Chaos experiments in staging or production require safety controls:

// PRODUCTION - Chaos experiment with abort conditions
@Component
public class ChaosExperimentController {

    private final ChaosMonkeySettings settings;
    private final MeterRegistry meterRegistry;

    @Scheduled(fixedRate = 10_000) // Check every 10 seconds
    public void checkAbortConditions() {
        if (!settings.getChaosMonkeyProperties().isEnabled()) {
            return;
        }

        // Abort if error rate exceeds 10%
        double errorRate = getErrorRate();
        if (errorRate > 0.10) {
            disableChaos("Error rate exceeded 10%: " + errorRate);
            return;
        }

        // Abort if p99 latency exceeds 5 seconds
        double p99 = getP99Latency();
        if (p99 > 5000) {
            disableChaos("P99 latency exceeded 5s: " + p99 + "ms");
            return;
        }

        // Abort if any circuit breaker has been open for > 5 minutes
        // (indicates resilience patterns are not recovering)
    }

    private void disableChaos(String reason) {
        settings.getChaosMonkeyProperties().setEnabled(false);
        log.warn("Chaos experiment aborted: {}", reason);
        meterRegistry.counter("chaos.experiment.aborted",
                "reason", reason).increment();
    }
}

Blast radius is the percentage of traffic or users affected by the experiment. Start with 1% of traffic (using a feature flag or traffic splitting), observe the impact, and increase gradually. Never run a chaos experiment that affects 100% of production traffic without validating at smaller percentages first.

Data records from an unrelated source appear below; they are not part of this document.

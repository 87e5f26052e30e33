use crate::config::AppConfig;
use crate::error::DoraError;
use crate::github::source::EventSource;
use crate::github::types::{CommitMeta, DeploymentMeta, PullRequestMeta, ReleaseMeta, RepoMeta};
use async_trait::async_trait;
use octocrab::Octocrab;
use serde::Serialize;
use tracing::debug;

#[derive(Debug, Serialize)]
struct ListParams<'a> {
    per_page: u8,
    page: u32,
    #[serde(skip_serializing_if = "Option::is_none")]
    state: Option<&'a str>,
    #[serde(skip_serializing_if = "Option::is_none")]
    sort: Option<&'a str>,
    #[serde(skip_serializing_if = "Option::is_none")]
    direction: Option<&'a str>,
}

impl<'a> ListParams<'a> {
    fn page(per_page: u8, page: u32) -> Self {
        Self {
            per_page,
            page,
            state: None,
            sort: None,
            direction: None,
        }
    }

    fn updated_desc(mut self) -> Self {
        self.sort = Some("updated");
        self.direction = Some("desc");
        self
    }
}

/// `EventSource` backed by the GitHub REST API.
pub struct GitHubClient {
    client: Octocrab,
    page_size: u8,
    commit_limit: u8,
}

impl GitHubClient {
    pub fn new(config: &AppConfig) -> Result<Self, DoraError> {
        let token = config.require_token()?;

        let client = Octocrab::builder()
            .personal_token(token.to_string())
            .base_uri(config.github_api_url.as_str())
            .map_err(|e| DoraError::ConfigError(format!("Invalid GitHub API URL: {}", e)))?
            .build()
            .map_err(|e| DoraError::GitHubError(format!("Failed to create GitHub client: {}", e)))?;

        Ok(Self {
            client,
            page_size: config.page_size,
            commit_limit: config.commit_limit,
        })
    }

    async fn get_list<T>(&self, route: String, params: &ListParams<'_>) -> Result<Vec<T>, DoraError>
    where
        T: serde::de::DeserializeOwned,
    {
        debug!("GET {} page={}", route, params.page);
        let items: Vec<T> = self.client.get(route, Some(params)).await?;
        Ok(items)
    }
}

#[async_trait]
impl EventSource for GitHubClient {
    async fn list_org_repositories(&self, org: &str, page: u32) -> Result<Vec<RepoMeta>, DoraError> {
        let params = ListParams::page(self.page_size, page).updated_desc();
        self.get_list(format!("/orgs/{}/repos", org), &params).await
    }

    async fn list_user_repositories(&self, user: &str, page: u32) -> Result<Vec<RepoMeta>, DoraError> {
        let params = ListParams::page(self.page_size, page).updated_desc();
        self.get_list(format!("/users/{}/repos", user), &params).await
    }

    async fn list_closed_pull_requests(
        &self,
        owner: &str,
        repo: &str,
        page: u32,
    ) -> Result<Vec<PullRequestMeta>, DoraError> {
        let mut params = ListParams::page(self.page_size, page).updated_desc();
        params.state = Some("closed");
        self.get_list(format!("/repos/{}/{}/pulls", owner, repo), &params)
            .await
    }

    async fn list_pull_request_commits(
        &self,
        owner: &str,
        repo: &str,
        number: u64,
    ) -> Result<Vec<CommitMeta>, DoraError> {
        let params = ListParams::page(self.commit_limit, 1);
        self.get_list(
            format!("/repos/{}/{}/pulls/{}/commits", owner, repo, number),
            &params,
        )
        .await
    }

    async fn list_deployments(&self, owner: &str, repo: &str, page: u32) -> Result<Vec<DeploymentMeta>, DoraError> {
        let params = ListParams::page(self.page_size, page);
        self.get_list(format!("/repos/{}/{}/deployments", owner, repo), &params)
            .await
    }

    async fn list_releases(&self, owner: &str, repo: &str, page: u32) -> Result<Vec<ReleaseMeta>, DoraError> {
        let params = ListParams::page(self.page_size, page);
        self.get_list(format!("/repos/{}/{}/releases", owner, repo), &params)
            .await
    }
}
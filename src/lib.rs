pub mod aggregator;
pub mod config;
pub mod error;
pub mod fetch;
pub mod github;
pub mod metrics;
pub mod models;
pub mod period;
pub mod selector;

pub use aggregator::{DoraAggregator, MetricsRequest};
pub use error::DoraError;
pub use metrics::{compute_dora_metrics, DoraMetrics};
#![allow(dead_code)]

use async_trait::async_trait;
use chrono::{DateTime, Duration, TimeZone, Utc};
use dora_metrics::error::DoraError;
use dora_metrics::github::types::{
    CommitMeta, DeploymentMeta, GitCommit, GitSignature, PullRequestMeta, ReleaseMeta, RepoMeta, User,
};
use dora_metrics::github::EventSource;
use std::collections::{HashMap, HashSet};

/// In-memory event source. Each repository holds a single page of each kind.
#[derive(Default)]
pub struct FakeGitHub {
    pub pulls: HashMap<String, Vec<PullRequestMeta>>,
    pub commits: HashMap<(String, u64), Vec<CommitMeta>>,
    pub deployments: HashMap<String, Vec<DeploymentMeta>>,
    pub releases: HashMap<String, Vec<ReleaseMeta>>,
    pub unreachable: HashSet<String>,
}

impl FakeGitHub {
    pub fn with_pull(mut self, repo: &str, pr: PullRequestMeta) -> Self {
        self.pulls.entry(repo.to_string()).or_default().push(pr);
        self
    }

    pub fn with_commits(mut self, repo: &str, number: u64, commits: Vec<CommitMeta>) -> Self {
        self.commits.insert((repo.to_string(), number), commits);
        self
    }

    pub fn with_deployment(mut self, repo: &str, deployment: DeploymentMeta) -> Self {
        self.deployments.entry(repo.to_string()).or_default().push(deployment);
        self
    }

    pub fn with_release(mut self, repo: &str, release: ReleaseMeta) -> Self {
        self.releases.entry(repo.to_string()).or_default().push(release);
        self
    }

    pub fn unreachable(mut self, repo: &str) -> Self {
        self.unreachable.insert(repo.to_string());
        self
    }

    fn check(&self, repo: &str) -> Result<(), DoraError> {
        if self.unreachable.contains(repo) {
            return Err(DoraError::GitHubError(format!("network error reaching {}", repo)));
        }
        Ok(())
    }

    fn first_page<T: Clone>(items: Option<&Vec<T>>, page: u32) -> Vec<T> {
        if page > 1 {
            return Vec::new();
        }
        items.cloned().unwrap_or_default()
    }
}

#[async_trait]
impl EventSource for FakeGitHub {
    async fn list_org_repositories(&self, org: &str, _page: u32) -> Result<Vec<RepoMeta>, DoraError> {
        Err(DoraError::NotFound(format!("organization {}", org)))
    }

    async fn list_user_repositories(&self, user: &str, _page: u32) -> Result<Vec<RepoMeta>, DoraError> {
        Err(DoraError::NotFound(format!("user {}", user)))
    }

    async fn list_closed_pull_requests(
        &self,
        _owner: &str,
        repo: &str,
        page: u32,
    ) -> Result<Vec<PullRequestMeta>, DoraError> {
        self.check(repo)?;
        Ok(Self::first_page(self.pulls.get(repo), page))
    }

    async fn list_pull_request_commits(
        &self,
        _owner: &str,
        repo: &str,
        number: u64,
    ) -> Result<Vec<CommitMeta>, DoraError> {
        Ok(self
            .commits
            .get(&(repo.to_string(), number))
            .cloned()
            .unwrap_or_default())
    }

    async fn list_deployments(&self, _owner: &str, repo: &str, page: u32) -> Result<Vec<DeploymentMeta>, DoraError> {
        self.check(repo)?;
        Ok(Self::first_page(self.deployments.get(repo), page))
    }

    async fn list_releases(&self, _owner: &str, repo: &str, page: u32) -> Result<Vec<ReleaseMeta>, DoraError> {
        self.check(repo)?;
        Ok(Self::first_page(self.releases.get(repo), page))
    }
}

/// Noon UTC on the given day of January 2024.
pub fn jan(day: u32) -> DateTime<Utc> {
    Utc.with_ymd_and_hms(2024, 1, day, 12, 0, 0).unwrap()
}

pub fn merged_pr(number: u64, author: &str, merged_at: DateTime<Utc>, open_hours: i64) -> PullRequestMeta {
    PullRequestMeta {
        number,
        title: format!("Change #{}", number),
        body: Some("Test PR body".to_string()),
        user: Some(User {
            login: author.to_string(),
        }),
        created_at: merged_at - Duration::hours(open_hours),
        merged_at: Some(merged_at),
        additions: Some(20),
        deletions: Some(4),
        changed_files: Some(3),
        html_url: format!("https://github.com/test-org/test-repo/pull/{}", number),
    }
}

pub fn commit_at(sha: &str, author: &str, date: DateTime<Utc>) -> CommitMeta {
    CommitMeta {
        sha: sha.to_string(),
        commit: GitCommit {
            message: format!("Commit {}", sha),
            author: Some(GitSignature {
                name: Some(author.to_string()),
                date: Some(date),
            }),
        },
        author: Some(User {
            login: author.to_string(),
        }),
    }
}

pub fn deployment(id: u64, created_at: DateTime<Utc>) -> DeploymentMeta {
    DeploymentMeta {
        id,
        environment: "production".to_string(),
        created_at,
        git_ref: "main".to_string(),
        description: Some(format!("Deploy {}", id)),
    }
}

pub fn release(id: u64, tag: &str, draft: bool, published_at: DateTime<Utc>) -> ReleaseMeta {
    ReleaseMeta {
        id,
        tag_name: tag.to_string(),
        name: Some(tag.to_string()),
        draft,
        created_at: published_at - Duration::hours(1),
        published_at: if draft { None } else { Some(published_at) },
    }
}
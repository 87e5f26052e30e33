use crate::config::AppConfig;
use crate::error::DoraError;
use crate::fetch::{EventFetcher, FetchOptions};
use crate::github::{EventSource, GitHubClient};
use crate::metrics::{compute_dora_metrics, DoraMetrics};
use crate::models::PullRequestEvent;
use crate::period::DateRange;
use crate::selector::{SourceSelection, SourceSelector};
use serde::{Deserialize, Serialize};
use std::sync::Arc;
use tracing::info;

/// A metrics request as received at the boundary: dates are `YYYY-MM-DD`.
#[derive(Debug, Clone, Serialize, Deserialize)]
pub struct MetricsRequest {
    pub org: String,
    pub repos: Vec<String>,
    pub from_date: String,
    pub to_date: String,
}

#[derive(Debug, Clone, PartialEq)]
pub struct ValidatedRequest {
    pub org: String,
    pub repos: Vec<String>,
    pub range: DateRange,
}

impl MetricsRequest {
    pub fn validate(&self) -> Result<ValidatedRequest, DoraError> {
        let org = self.org.trim();
        if org.is_empty() {
            return Err(DoraError::missing_field("org"));
        }

        let repos: Vec<String> = self
            .repos
            .iter()
            .map(|r| r.trim().to_string())
            .filter(|r| !r.is_empty())
            .collect();
        if repos.is_empty() {
            return Err(DoraError::ValidationError(
                "repos must be a non-empty list".to_string(),
            ));
        }

        if self.from_date.trim().is_empty() {
            return Err(DoraError::missing_field("from_date"));
        }
        if self.to_date.trim().is_empty() {
            return Err(DoraError::missing_field("to_date"));
        }
        let range = DateRange::parse(&self.from_date, &self.to_date)?;

        Ok(ValidatedRequest {
            org: org.to_string(),
            repos,
            range,
        })
    }
}

/// Drives fetching and source selection, then the metrics engine.
pub struct DoraAggregator {
    fetcher: EventFetcher,
    selector: SourceSelector,
}

impl DoraAggregator {
    pub fn new(fetcher: EventFetcher, selector: SourceSelector) -> Self {
        Self { fetcher, selector }
    }

    /// Standard deployments → releases → pull requests chain over `source`.
    pub fn with_source(source: Arc<dyn EventSource>, options: FetchOptions) -> Self {
        let fetcher = EventFetcher::new(source, options);
        let selector = SourceSelector::standard(fetcher.clone());
        Self::new(fetcher, selector)
    }

    /// GitHub-backed aggregator. Fails if no token is configured.
    pub fn from_config(config: &AppConfig) -> Result<Self, DoraError> {
        let client = GitHubClient::new(config)?;
        Ok(Self::with_source(Arc::new(client), FetchOptions::from(config)))
    }

    pub fn fetcher(&self) -> &EventFetcher {
        &self.fetcher
    }

    pub async fn fetch_merged_prs(&self, request: &MetricsRequest) -> Result<Vec<PullRequestEvent>, DoraError> {
        let request = request.validate()?;
        Ok(self
            .fetcher
            .fetch_merged_prs(&request.org, &request.repos, &request.range)
            .await)
    }

    pub async fn fetch_deployment_source(&self, request: &MetricsRequest) -> Result<SourceSelection, DoraError> {
        let request = request.validate()?;
        Ok(self
            .selector
            .select(&request.org, &request.repos, &request.range)
            .await)
    }

    /// Lead time always needs PRs, so they are fetched alongside source
    /// selection regardless of which source wins.
    pub async fn compute(&self, request: &MetricsRequest) -> Result<DoraMetrics, DoraError> {
        let ValidatedRequest { org, repos, range } = request.validate()?;

        info!(
            "Computing DORA metrics for {} ({} repositories, {} to {})",
            org,
            repos.len(),
            range.from,
            range.to
        );

        let (selection, prs) = tokio::join!(
            self.selector.select(&org, &repos, &range),
            self.fetcher.fetch_merged_prs(&org, &repos, &range),
        );

        let metrics = compute_dora_metrics(&selection.events, &prs, &range, selection.source);

        info!(
            "Deployment frequency {} ({:.2}/day from {}), lead time {} (median {:.1}h)",
            metrics.deployment_frequency.performance_level,
            metrics.deployment_frequency.deployments_per_day,
            selection.source,
            metrics.lead_time.performance_level,
            metrics.lead_time.median_hours
        );

        Ok(metrics)
    }
}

Duration control. Set a maximum experiment duration. If the experiment runs longer than planned (engineer forgot to disable it, went to lunch), an automatic timer disables the chaos injection.

Escalation. The chaos experiment controller should page the on-call engineer when abort conditions fire. The abort condition firing is itself a finding: the resilience patterns did not contain the blast radius as expected.

Experiment Results Analysis

After each chaos experiment, document:

  1. Hypothesis: What did you expect to happen?
  2. Actual behavior: What happened?
  3. Gaps found: Where did the system fail to meet the hypothesis?
  4. Recovery time: How long from chaos stop to steady state?
  5. Actions: What changes are needed to close the gaps?
## Experiment: Fraud Detection Latency Injection

Date: [redacted]
Duration: 10 minutes
Blast radius: 20% of fraud detection calls

### Hypothesis

Payment service p99 latency stays below 500ms.
Error rate stays below 1%.
Circuit breaker opens within 30 seconds.

### Actual Behavior

- p99 latency peaked at 2.1s before circuit breaker opened (gap)
- Error rate reached 3.2% during the transition period (gap)
- Circuit breaker opened after 45 seconds (close to target)
- After circuit breaker opened, p99 dropped to 50ms (fallback)
- Recovery after chaos stopped: 65 seconds (acceptable)

### Gaps

1. Slow call threshold was set to 2000ms, allowing 2s requests
   through before the breaker triggered on slow call rate.
   Reduce to 1000ms.
2. Error rate spike during transition: minimum-number-of-calls
   was 20, requiring 20 failed calls before evaluation.
   Reduce to 10 for fraud detection.

### Actions

- [ ] Reduce slow-call-duration-threshold to 1000ms
- [ ] Reduce minimum-number-of-calls to 10
- [ ] Re-run experiment after changes

Each experiment generates concrete, actionable improvements to the resilience configuration. The cycle is: experiment, find gaps, fix, re-experiment. After several cycles, the system’s resilience behavior under each failure mode is well-characterized and the configuration is tuned to real-world conditions, not theoretical calculations.